In [None]:
begin_notebook=$SECONDS

# Introduction

I made this notebook for four reasons. To wit:

1. If you don't program in bash yet, this notebook should encourage you to try.
1. If you do program in bash, you'll learn some things you don't know.
   One of them is what a good environment for bash development Jupyter Notebooks provide.
1. If you're teaching people how to program in bash, here's another resource.
1. If you've never done software paleontology -- exploring the large-scale structure of software project histories -- this will get you thinking about it.

Let's explore repositories a bit.
We'll begin with a toy repository, `toy`.

# Exploring Repositories

In [None]:
[ -d toy ] || git clone https://github.com/jsh/toy  # make a local clone, unless it's already there.
pushd toy

We can start by listing all commits and how they relate to one another.
The command `git log --all --decorate --oneline --graph` does this for us with an ASCII graph.

There are GUI tools that provide such information, too, but Git will give it to you right from the command line. 
You don't have to install any apps, and it works on terminals connected to remote servers, 
where may not even be able to install applications and may not have access to anything but out-of-the-box Git.

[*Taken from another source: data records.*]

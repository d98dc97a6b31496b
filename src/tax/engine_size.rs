//! Cars and light goods vehicles registered before 1 March 2001

use crate::rates::EngineBracket;
use crate::tax::calculation::{Reason, TaxCalculation};

pub fn calculate(engine_cc: Option<u32>, brackets: &[EngineBracket]) -> TaxCalculation {
    match engine_cc {
        Some(engine_cc) => bracket_for(engine_cc, brackets),
        None => bracket_for(0, brackets).assumed(
            Reason::MissingEngineCapacity,
            "Engine capacity not supplied, assumed 0cc",
        ),
    }
}

fn bracket_for(engine_cc: u32, brackets: &[EngineBracket]) -> TaxCalculation {
    match brackets.iter().find(|bracket| bracket.matches(engine_cc)) {
        Some(bracket) => {
            log::debug!("Engine {}cc matched bracket {}", engine_cc, bracket.label());
            TaxCalculation::from_rates(
                &bracket.rates,
                Reason::EngineCapacityBracket,
                format!("Based on engine capacity: {}cc", engine_cc),
            )
            .with_band(bracket.label())
        }
        None => TaxCalculation::undetermined(
            Reason::NoEngineCapacityBracket,
            format!(
                "Unable to determine tax based on engine capacity: {}cc",
                engine_cc
            ),
        ),
    }
}

#[cfg(test)]
mod tests {
    use super::*;
    use crate::rates::{EngineBound, RatePair, RateTable};
    use rust_decimal_macros::dec;

    #[test]
    fn small_engine() {
        let rates = RateTable::embedded().unwrap();
        let result = calculate(Some(1549), rates.engine_brackets());
        assert_eq!(result.twelve_month_rate, Some(dec!(220.00)));
        assert_eq!(result.six_month_rate, Some(dec!(121.00)));
        assert_eq!(result.reason, Reason::EngineCapacityBracket);
        assert_eq!(result.band.as_deref(), Some("up to 1549cc"));
        assert!(!result.first_year);
    }

    #[test]
    fn large_engine() {
        let rates = RateTable::embedded().unwrap();
        let result = calculate(Some(1550), rates.engine_brackets());
        assert_eq!(result.twelve_month_rate, Some(dec!(360.00)));
        assert_eq!(result.six_month_rate, Some(dec!(198.00)));
        assert_eq!(result.notes, vec!["Based on engine capacity: 1550cc"]);
    }

    #[test]
    fn missing_engine_capacity_priced_as_zero() {
        let rates = RateTable::embedded().unwrap();
        let result = calculate(None, rates.engine_brackets());
        assert_eq!(result.reason, Reason::MissingEngineCapacity);
        assert_eq!(result.twelve_month_rate, Some(dec!(220.00)));
        assert_eq!(result.six_month_rate, Some(dec!(121.00)));
        assert_eq!(result.band.as_deref(), Some("up to 1549cc"));
        assert_eq!(result.notes[0], "Engine capacity not supplied, assumed 0cc");
    }

    #[test]
    fn first_matching_bracket_wins() {
        let pair = |rate| RatePair {
            twelve_month: rate,
            six_month: rate,
        };
        let brackets = [
            EngineBracket {
                bound: EngineBound::AtMost(1000),
                rates: pair(dec!(1)),
            },
            EngineBracket {
                bound: EngineBound::AtMost(2000),
                rates: pair(dec!(2)),
            },
        ];
        assert_eq!(
            calculate(Some(900), &brackets).twelve_month_rate,
            Some(dec!(1))
        );
        assert_eq!(
            calculate(Some(1500), &brackets).twelve_month_rate,
            Some(dec!(2))
        );

        let result = calculate(Some(2500), &brackets);
        assert!(!result.is_determined());
        assert_eq!(result.reason, Reason::NoEngineCapacityBracket);
    }
}
//! Cars registered between 1 March 2001 and 31 March 2017

use crate::rates::Co2Band;
use crate::tax::calculation::{Reason, TaxCalculation};

pub fn calculate(co2: Option<u32>, bands: &[Co2Band]) -> TaxCalculation {
    match co2 {
        Some(co2) => band_for(co2, bands),
        None => {
            band_for(0, bands).assumed(Reason::MissingCo2, "CO2 not supplied, assumed 0 g/km")
        }
    }
}

fn band_for(co2: u32, bands: &[Co2Band]) -> TaxCalculation {
    match bands.iter().find(|band| band.range.contains(co2)) {
        Some(band) => {
            log::debug!("CO2 {}g/km matched band {}", co2, band.band);
            TaxCalculation::from_rates(
                &band.rates,
                Reason::Co2Band,
                format!("Tax band {}", band.band),
            )
            .with_band(band.band.clone())
        }
        None => TaxCalculation::undetermined(
            Reason::NoCo2Band,
            format!("Unable to determine tax band for {}g/km", co2),
        ),
    }
}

Unfortunately, running this command requires remembering four options, which you'll probably have to look up. 
(I've used the mnemonic "Log-A-DOG). Plus, it's a lot of typing.

You can save wear and tear on your fingers and your brain by defining a Git alias, like this:

In [None]:
git config --global alias.lol "log --all --decorate --oneline --graph"

Once defined, you can just type `git lol` 

In [None]:
git lol

When you forget how to define this alias, an internet search for `git lol` will tell you in a trice.
It's in common use.

As you can see, it's tiny repo, with only a few commits.  How many?

In [None]:
git rev-list --all | wc -l  # a pipeline that counts the number of lines

And who did them?

In [None]:
git shortlog -ns --all

Aha. Three authors. Nine commits.
To concentrate on the current line of development, just change `--all` to `HEAD`.
Usually, we'll be interested in the default, `master` branch. 

Some projects, in a paroxysm of political correctness, have named these `main`, insisting that `master` can only be a reference to either chattel slavery or to men in "the patriarchy." Accordingly, we'll define a function to return the name of the current branch.

In [None]:
current_branch() { git symbolic-ref --short HEAD; }

We'll make the output more readable by using abbreviated commits, just long enough to be unique.
It's also convenient to reverse the order, starting our commit list with the very first commit.

Git can supply all this, but requires a command-name and some options that are annoying to have to look up.
Bash lets you wrap such things into functions, both to ease your typing burden and so you don't have to keep all those options in your head.

Here's our function:

## Shell Functions Save Your Brain and Your Fingers

Here's our first function.

In [None]:
commits() { local top=${1:-HEAD}; git rev-list --abbrev-commit --reverse $top; } # define a function
commits # and run it

`commits()` reports the list of revisions leading up to the commit specified by its first argument.
Call it with too many arguments? bash doesn't care. `commits()` only looks at the first.
Call it with too few?
The shell idiom, `${1:-value}` means "use `HEAD` as the default, first argument.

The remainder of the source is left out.